• How to complete this task: Look through the entries below and show every line containing the word "SearchQuery".

• Exercise input:
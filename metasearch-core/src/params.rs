//! Outbound request parameters and the per-search builder.
//!
//! Every invocation starts from [`RequestParams::default`], a fresh value,
//! so nothing an engine writes into its params can leak into the next call.

use crate::config::EngineSettings;
use crate::http::random_user_agent;
use crate::types::{Locale, SafeSearch, SearchQuery, TimeRange};
use serde::{Deserialize, Serialize};
use std::collections::BTreeMap;
use std::path::PathBuf;

/// HTTP method of the outbound request.
#[derive(Debug, Clone, Copy, Default, PartialEq, Eq, Hash, Serialize, Deserialize)]
#[serde(rename_all = "UPPERCASE")]
pub enum Method {
    /// `GET`, the default.
    #[default]
    Get,
    /// `POST`, with one of the body variants attached.
    Post,
}

/// Override of the transport's TLS verification.
#[derive(Debug, Clone, PartialEq, Eq, Serialize, Deserialize)]
#[serde(rename_all = "snake_case")]
pub enum Verify {
    /// Accept any server certificate.
    Disabled,
    /// Trust the PEM bundle at this path in addition to the system roots.
    CaBundle(PathBuf),
}

/// Credentials attached to the outbound request.
#[derive(Debug, Clone, PartialEq, Eq, Serialize, Deserialize)]
#[serde(rename_all = "snake_case")]
pub enum Auth {
    /// HTTP basic authentication.
    Basic {
        /// User name.
        username: String,
        /// Password, if any.
        password: Option<String>,
    },
    /// `Authorization: Bearer <token>`.
    Bearer(String),
}

/// Request parameters of one engine invocation.
///
/// Built by [`build_request_params`], rewritten in place by the engine
/// adapter, then handed to dispatch.
#[derive(Debug, Clone, PartialEq, Serialize, Deserialize)]
pub struct RequestParams {
    /// HTTP method.
    pub method: Method,
    /// Header name to value. Lookups through [`RequestParams::header`] are
    /// case-insensitive.
    pub headers: BTreeMap<String, String>,
    /// Form-encoded body (POST only).
    pub data: BTreeMap<String, String>,
    /// JSON body (POST only).
    pub json: Option<serde_json::Value>,
    /// Raw body (POST only).
    pub content: Vec<u8>,
    /// Target URL. Left empty by the adapter to skip dispatch.
    pub url: String,
    /// Cookies sent with the request.
    pub cookies: BTreeMap<String, String>,
    /// Follow redirects.
    pub allow_redirects: bool,
    /// Hard redirect limit; 0 keeps the transport default.
    pub max_redirects: u32,
    /// Advisory redirect limit; exceeding it records a secondary incident.
    pub soft_max_redirects: u32,
    /// TLS verification override, `None` keeps the transport default.
    pub verify: Option<Verify>,
    /// Credentials, if any.
    pub auth: Option<Auth>,
    /// Fail on HTTP status codes >= 300.
    pub raise_for_httperror: bool,

    /// Query text the request is built for.
    pub query: String,
    /// Category the search runs in.
    pub category: String,
    /// 1-based page number.
    pub pageno: u32,
    /// Safe search level.
    pub safesearch: SafeSearch,
    /// Time window restriction.
    pub time_range: Option<TimeRange>,
    /// Query locale.
    pub locale: Option<Locale>,
    /// Engine-private data carried between pages.
    pub engine_data: BTreeMap<String, String>,
}

impl Default for RequestParams {
    fn default() -> Self {
        Self {
            method: Method::Get,
            headers: BTreeMap::new(),
            data: BTreeMap::new(),
            json: None,
            content: Vec::new(),
            url: String::new(),
            cookies: BTreeMap::new(),
            allow_redirects: false,
            max_redirects: 0,
            soft_max_redirects: 0,
            verify: None,
            auth: None,
            raise_for_httperror: true,
            query: String::new(),
            category: String::new(),
            pageno: 1,
            safesearch: SafeSearch::default(),
            time_range: None,
            locale: None,
            engine_data: BTreeMap::new(),
        }
    }
}

impl RequestParams {
    /// Case-insensitive header lookup.
    pub fn header(&self, name: &str) -> Option<&str> {
        self.headers
            .iter()
            .find(|(k, _)| k.eq_ignore_ascii_case(name))
            .map(|(_, v)| v.as_str())
    }

    /// Set a header, replacing any existing one regardless of case.
    pub fn set_header(&mut self, name: &str, value: impl Into<String>) {
        self.headers.retain(|k, _| !k.eq_ignore_ascii_case(name));
        self.headers.insert(name.to_owned(), value.into());
    }
}

/// `Accept-Language` value for `locale`.
///
/// `"<lang>-<territory>,<lang>;q=0.9,*;q=0.5"` with a territory, the bare
/// language otherwise.
pub fn accept_language(locale: &Locale) -> String {
    match &locale.territory {
        Some(territory) => format!(
            "{lang}-{territory},{lang};q=0.9,*;q=0.5",
            lang = locale.language
        ),
        None => locale.language.clone(),
    }
}

/// Build the request parameters of one engine for `query` in `category`.
///
/// Returns `None` when the engine cannot serve the query (paging, page limit
/// or time range unsupported); the engine is then skipped silently.
pub fn build_request_params(
    query: &SearchQuery,
    category: &str,
    engine: &EngineSettings,
) -> Option<RequestParams> {
    if query.pageno > 1 && !engine.paging {
        return None;
    }
    if engine.max_page > 0 && query.pageno > engine.max_page {
        return None;
    }
    if query.time_range.is_some() && !engine.time_range_support {
        return None;
    }

    let mut params = RequestParams {
        query: query.query.clone(),
        category: category.to_owned(),
        pageno: query.pageno,
        safesearch: query.safesearch,
        time_range: query.time_range,
        locale: query.locale.clone(),
        ..RequestParams::default()
    };

    params.set_header("User-Agent", random_user_agent());

    if engine.send_accept_language_header {
        if let Some(locale) = &query.locale {
            params.set_header("Accept-Language", accept_language(locale));
        }
    }

    tracing::debug!(
        engine = %engine.name,
        accept_language = params.header("Accept-Language").unwrap_or(""),
        "HTTP Accept-Language"
    );
    Some(params)
}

• Response to this task:
use crate::types::{Locale, SafeSearch, SearchQuery, TimeRange};
    query: &SearchQuery,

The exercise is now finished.